J’ai longtemps souffert du mépris que nous, les hommes blancs, avons trop souvent pour les hommes noirs. A côté de cela, je jubilais devant leurs succès sportifs et certaines vérités ou révélations glanées au cours des ans dans mes lectures « Le sang de tous les hommes est rouge » ou « L’Afrique noire est le berceau de l’humanité » ou encore le fait que certains cadres des armées arabes (les Sarazins) qui ont envahi la France jusqu’à Poitier étaient des noirs. Et je ne parle pas de certains royaumes africains qui, avant l’arrivée des blancs, avaient atteint un degré de civilisation qui, encore aujourd’hui, étonne et surprend ou le fait que les premiers pharaons d’Egypte étaient noirs (voir : http://www.shenoc.com/les_maures.htm)

Mais c’est une réflexion plus globale et plus profonde sur l’origine de l’humanité et son évolution, qui apporte pour moi un point final à tout jugement négatif sur les blacks. A la lumière des plus récentes découvertes scientifiques sur l’histoire des hominidés, il semble se confirmer que le passage de l’animal à l’homme, se situe bien en Afrique tropicale. Sans remonter jusqu’à l’apparition des mammifères il y a 220 millions d’années, il est tout de même intéressant, pour situer notre espèce dans le temps et mieux comprendre certains aspects de nos origines et de notre nature profonde, d’examiner ce passé lointain. Pendant la présence des Dinosaures, les mammifères étaient de très petite taille, puis cette taille a augmenté, dès leur disparition il y a environ 65 millions d’années. Il y a d’ailleurs fort à parier que si les Dinosaures n’avaient pas disparu, les hominiens n’auraient probablement jamais pu trouver leur place dans l’écosystème terrestre. Nos ancêtres simiformes seraient apparus il y a 38 millions d’années en Afrique, les hominiens, il y a seulement 20 millions d’années. L’Afrique qui, jusque-là, était une ile, se rattache au continent voisin il y a 18 millions d’années environ et les migrations animales vers le reste du Monde peuvent commencer. Il y a à peine 10 millions d’années, les hominiens seraient devenus plus terrestres qu’arboricoles et se seraient mis debout, 4 millions d’années plus tard. Le premier animal qui commence à ressembler à un humain (Homo habilis) est apparu il y a à peine plus de 2 millions d’années. Lui ou ses cousins auraient maîtrisé le feu 1 million d’années plus tard.
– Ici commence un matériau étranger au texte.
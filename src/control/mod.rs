// SPDX-FileCopyrightText: 2026 The flexradio-rs Authors
//
// SPDX-License-Identifier: MIT OR Apache-2.0
/*!
The control-channel line protocol: a line-oriented ASCII grammar
distinguishing status, reply, and notice records. See [`parse_line`]
for the entrypoint; the store ([`crate::store`]) is the only consumer
that interprets `StatusRecord` attributes further.
*/

mod notice;
mod reply;
mod status;

pub use notice::NoticeRecord;
pub use reply::ReplyRecord;
pub use status::StatusRecord;

use std::collections::HashMap;

/// Severity of a [`NoticeRecord`], normalized from the wire token.
#[derive(Copy, Clone, Eq, PartialEq, Debug)]
#[cfg_attr(feature = "serde", derive(serde::Serialize, serde::Deserialize))]
pub enum Severity {
    /// Informational; no action implied.
    Info,
    /// A recoverable condition worth surfacing.
    Warning,
    /// An operation failed.
    Error,
    /// The radio link cannot continue.
    Fatal,
}

impl Severity {
    fn from_token(token: &str) -> Severity {
        match token.to_ascii_lowercase().as_str() {
            "warn" | "warning" => Severity::Warning,
            "err" | "error" => Severity::Error,
            "fatal" => Severity::Fatal,
            _ => Severity::Info,
        }
    }
}

/// A control line that did not begin with `S`/`R`/`M`, or was malformed
/// past the point this parser can recover from. Carried verbatim so
/// callers can route it to a raw-line sink (see [`crate::session`]).
#[derive(Clone, Eq, PartialEq, Debug)]
pub struct UnknownRecord {
    /// The exact line as received, without its line terminator.
    pub raw: String,
}

/// The result of classifying one control line.
#[derive(Clone, Debug)]
pub enum ControlLine {
    /// An `S`-prefixed status line.
    Status(StatusRecord),
    /// An `R`-prefixed command reply.
    Reply(ReplyRecord),
    /// An `M`-prefixed notice.
    Notice(NoticeRecord),
    /// Anything else, including malformed `S`/`R`/`M` lines.
    Unknown(UnknownRecord),
}

/// Splits a hex sequence-number prefix and a `|`-delimited body from a
/// raw line, e.g. `S3A5E|slice 0 ...` -> `(0x3A5E, "slice 0 ...")`. Both
/// halves are parsed leniently; a missing sequence or missing `|`
/// yields `None` in the relevant slot.
fn split_header(rest: &str) -> (Option<u32>, Option<&str>) {
    match rest.split_once('|') {
        Some((hex, body)) => (u32::from_str_radix(hex.trim(), 16).ok(), Some(body)),
        None => (u32::from_str_radix(rest.trim(), 16).ok(), None),
    }
}

/// Parses one control line into a [`ControlLine`]. Never panics: a line
/// that cannot be classified as status/reply/notice becomes
/// [`ControlLine::Unknown`] and is logged at `debug` (unknown lines are
/// an expected occurrence — they are routed to the raw-line sink by
/// design, not a protocol fault).
pub fn parse_line(line: &str) -> ControlLine {
    let raw = line.trim_end_matches(['\r', '\n']);
    let Some(first) = raw.chars().next() else {
        log::debug!("control: empty line");
        return ControlLine::Unknown(UnknownRecord { raw: raw.to_string() });
    };
    let rest = &raw[first.len_utf8()..];

    match first {
        'S' => {
            let (sequence, body) = split_header(rest);
            match body {
                Some(body) => ControlLine::Status(status::parse_status(raw, sequence, body)),
                None => {
                    log::debug!("control: status line missing body: {raw:?}");
                    ControlLine::Unknown(UnknownRecord { raw: raw.to_string() })
                }
            }
        }
        'R' => {
            let (sequence, body) = split_header(rest);
            match (sequence, body) {
                (Some(sequence), Some(body)) => match reply::parse_reply(raw, sequence, body) {
                    Some(reply) => ControlLine::Reply(reply),
                    None => ControlLine::Unknown(UnknownRecord { raw: raw.to_string() }),
                },
                _ => {
                    log::debug!("control: reply line missing sequence or body: {raw:?}");
                    ControlLine::Unknown(UnknownRecord { raw: raw.to_string() })
                }
            }
        }
        'M' => {
            let (sequence, body) = split_header(rest);
            match body {
                Some(body) => ControlLine::Notice(notice::parse_notice(raw, sequence, body)),
                None => {
                    log::debug!("control: notice line missing body: {raw:?}");
                    ControlLine::Unknown(UnknownRecord { raw: raw.to_string() })
                }
            }
        }
        _ => {
            log::debug!("control: unrecognized line prefix {first:?}");
            ControlLine::Unknown(UnknownRecord { raw: raw.to_string() })
        }
    }
}

/// Scans `segment` for space-separated tokens, splitting them into a
/// positional prefix and a trailing run of `key=value`/bare-key
/// attributes. The first token containing `=` ends the positional run;
/// everything after that point is treated as an attribute even if it
/// lacks `=` (stored with an empty value), matching the wire grammar's
/// tolerance for bare flag tokens. A positional token literally equal
/// to `removed` becomes the synthetic attribute `removed=1`.
pub(crate) fn split_positional_and_attributes(segment: &str) -> (Vec<String>, HashMap<String, String>) {
    let mut positional = Vec::new();
    let mut attributes = HashMap::new();
    let mut in_attributes = false;

    for token in segment.split_whitespace() {
        if !in_attributes && !token.contains('=') {
            if token == "removed" {
                attributes.insert("removed".to_string(), "1".to_string());
            } else {
                positional.push(token.to_string());
            }
            continue;
        }
        in_attributes = true;
        match token.split_once('=') {
            Some((k, v)) => {
                attributes.insert(k.to_string(), v.to_string());
            }
            None => {
                attributes.insert(token.to_string(), String::new());
            }
        }
    }
    (positional, attributes)
}

#[cfg(test)]
mod tests {
    use super::*;

    #[test]
    fn dispatches_by_prefix() {
        assert!(matches!(parse_line("S1|slice 0 mode=USB"), ControlLine::Status(_)));
        assert!(matches!(parse_line("R1|00000000"), ControlLine::Reply(_)));
        assert!(matches!(parse_line("M1|warning|low voltage"), ControlLine::Notice(_)));
        assert!(matches!(parse_line("X garbage"), ControlLine::Unknown(_)));
    }

    #[test]
    fn missing_body_is_unknown() {
        assert!(matches!(parse_line("S1"), ControlLine::Unknown(_)));
    }

    #[test]
    fn garbled_reply_code_is_unknown_not_success() {
        assert!(matches!(parse_line("R1|not-a-code"), ControlLine::Unknown(_)));
    }

    #[test]
    fn positional_run_ends_at_first_assignment() {
        let (positional, attrs) = split_positional_and_attributes("0 in_use=1 mode=USB");
        assert_eq!(positional, vec!["0"]);
        assert_eq!(attrs.get("in_use").map(String::as_str), Some("1"));
        assert_eq!(attrs.get("mode").map(String::as_str), Some("USB"));
    }

    #[test]
    fn bare_flag_token_gets_empty_value() {
        let (_, attrs) = split_positional_and_attributes("0 in_use=1 muted");
        assert_eq!(attrs.get("muted").map(String::as_str), Some(""));
    }

    #[test]
    fn removed_positional_becomes_attribute() {
        let (positional, attrs) = split_positional_and_attributes("0 removed");
        assert!(positional.is_empty());
        assert_eq!(attrs.get("removed").map(String::as_str), Some("1"));
    }
}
Cette lente et progressive hominisation serait intervenue au cours d’une longue période de dérèglement climatique. Au cours de cette période, l’animal, confronté à de grandes difficultés et à des problèmes de survie, a été contraint d’évoluer. Sa nourriture habituelle se faisant rare, notre très lointain ancêtre fut contraint de modifier son alimentation et ses comportements. Puis, l’apparition d’un grand désert (le Sahara) coupa l’Afrique en deux parties. Certains pré-hominidés furent chassés vers le Nord, les autres purent rester dans leur milieu d’origine. Stressés par des conditions climatiques défavorables, les hommes du Nord ont fui dans toutes les directions pour retrouver le soleil. Cette quête désespérée du bonheur les a amenés au bout du Monde mais la plupart n’ont jamais retrouvé leur monde d’origine. Alors, ils ont inventé mille stratagèmes pour retrouver le bonheur et la paix, en vain. Le peuple d’Israël et bien d’autres, illustre de façon dramatique cette histoire des hommes du Nord que toute sagesse aurait aujourd’hui quitté ? Seule l’âme africaine, lorsqu’elle n’a pas été totalement polluée par les hommes du Nord, a gardé les pieds sur terre. Il n’est jamais bon d’aller trop vite. Cela semble bien une loi universelle du monde vivant. La crise mondiale actuelle serait donc une conséquence de cette précipitation. Pourtant, la course saisonnière vers le soleil, l’amour de la peau bronzée, le succès des rythmes africains, le développement des voyages et des échanges, tout cela paraît positif. Si les hommes du Nord ne détruisent pas l’âme africaine, ils peuvent peut-être encore espérer retrouver un jour un nouveau rythme de vie plus favorable. « Il faut tout un village pour élever un enfant » dit-on en Afrique. Voilà bien une manifestation de cette sagesse africaine. L’amour appelle l’amour et la femme blanche voit de plus en plus dans la sensualité du corps et dans la pureté de l’âme noire, un nouvel horizon, un avenir plus radieux et réciproquement pour ce qui concerne les rapports entre l’homme blanc et la femme noire.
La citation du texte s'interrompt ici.